■ Prompt: Copy out the records that follow, leaving every character as it is.

■ Material to process:
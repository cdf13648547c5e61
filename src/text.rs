//! Plain-text rendering of a [`GraphIR`] for terminals.

use unicode_width::UnicodeWidthStr;

use crate::ir::{ColumnIR, GraphIR};

pub struct TextRenderer {
    pub indent: usize,
    pub gap: usize,
}

impl Default for TextRenderer {
    fn default() -> Self {
        Self { indent: 2, gap: 2 }
    }
}

impl TextRenderer {
    pub fn render(&self, ir: &GraphIR) -> String {
        let mut out = String::new();

        for (i, node) in ir.nodes.iter().enumerate() {
            if i > 0 {
                out.push('\n');
            }
            out.push_str(&node.id);
            out.push('\n');

            let name_width = column_width(&node.columns, |c| c.name.as_str());
            let type_width = column_width(&node.columns, |c| c.typ.as_str());
            for col in &node.columns {
                let mut line = " ".repeat(self.indent);
                line.push_str(&pad(&col.name, name_width + self.gap));
                line.push_str(&pad(&col.typ, type_width + self.gap));
                line.push_str(&markers(col));
                out.push_str(line.trim_end());
                out.push('\n');
            }
        }

        if !ir.edges.is_empty() {
            out.push_str("\nreferences\n");
            for edge in &ir.edges {
                out.push_str(&format!(
                    "{}{}.{} -> {}.{} ({})\n",
                    " ".repeat(self.indent),
                    edge.from,
                    edge.from_column,
                    edge.to,
                    edge.to_column,
                    edge.constraint
                ));
            }
        }

        out
    }
}

/// Terminal display width, so wide (CJK) identifiers still line up.
pub fn display_width(text: &str) -> usize {
    UnicodeWidthStr::width(text)
}

fn column_width<'a>(columns: &'a [ColumnIR], field: impl Fn(&'a ColumnIR) -> &'a str) -> usize {
    columns
        .iter()
        .map(|c| display_width(field(c)))
        .max()
        .unwrap_or(0)
}

fn pad(text: &str, width: usize) -> String {
    let fill = width.saturating_sub(display_width(text));
    format!("{text}{}", " ".repeat(fill))
}

fn markers(col: &ColumnIR) -> String {
    let mut tags = Vec::new();
    if col.is_pk {
        tags.push("PK");
    }
    if col.is_fk {
        tags.push("FK");
    }
    if col.not_null {
        tags.push("NOT NULL");
    }
    tags.join(" ")
}
//! Catalog rows and data-type canonicalization.

mod dialect;
mod rows;
mod types;

pub use dialect::Dialect;
pub use rows::{CatalogRows, ColumnDescriptor, ConstraintDescriptor, ConstraintKind};
pub use types::{canonicalize, SqlType, UnsupportedType, VARCHAR_CAPACITY};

■ Answer to this problem:
repository cdf13648547c5e61
filename src/text.rs
//! Plain-text rendering of a [`GraphIR`] for terminals.

use unicode_width::UnicodeWidthStr;

use crate::ir::{ColumnIR, GraphIR};

pub struct TextRenderer {
    pub indent: usize,
    pub gap: usize,
}

impl Default for TextRenderer {
    fn default() -> Self {
        Self { indent: 2, gap: 2 }
    }
}

impl TextRenderer {
    pub fn render(&self, ir: &GraphIR) -> String {
        let mut out = String::new();

        for (i, node) in ir.nodes.iter().enumerate() {
            if i > 0 {
                out.push('\n');
            }
            out.push_str(&node.id);
            out.push('\n');

            let name_width = column_width(&node.columns, |c| c.name.as_str());
            let type_width = column_width(&node.columns, |c| c.typ.as_str());
            for col in &node.columns {
                let mut line = " ".repeat(self.indent);
                line.push_str(&pad(&col.name, name_width + self.gap));
                line.push_str(&pad(&col.typ, type_width + self.gap));
                line.push_str(&markers(col));
                out.push_str(line.trim_end());
                out.push('\n');
            }
        }

        if !ir.edges.is_empty() {
            out.push_str("\nreferences\n");
            for edge in &ir.edges {
                out.push_str(&format!(
                    "{}{}.{} -> {}.{} ({})\n",
                    " ".repeat(self.indent),
                    edge.from,
                    edge.from_column,
                    edge.to,
                    edge.to_column,
                    edge.constraint
                ));
            }
        }

        out
    }
}

/// Terminal display width, so wide (CJK) identifiers still line up.
pub fn display_width(text: &str) -> usize {
    UnicodeWidthStr::width(text)
}

fn column_width<'a>(columns: &'a [ColumnIR], field: impl Fn(&'a ColumnIR) -> &'a str) -> usize {
    columns
        .iter()
        .map(|c| display_width(field(c)))
        .max()
        .unwrap_or(0)
}

fn pad(text: &str, width: usize) -> String {
    let fill = width.saturating_sub(display_width(text));
    format!("{text}{}", " ".repeat(fill))
}

fn markers(col: &ColumnIR) -> String {
    let mut tags = Vec::new();
    if col.is_pk {
        tags.push("PK");
    }
    if col.is_fk {
        tags.push("FK");
    }
    if col.not_null {
        tags.push("NOT NULL");
    }
    tags.join(" ")
}
//! Catalog rows and data-type canonicalization.

mod dialect;
mod rows;
mod types;

pub use dialect::Dialect;
pub use rows::{CatalogRows, ColumnDescriptor, ConstraintDescriptor, ConstraintKind};
pub use types::{canonicalize, SqlType, UnsupportedType, VARCHAR_CAPACITY};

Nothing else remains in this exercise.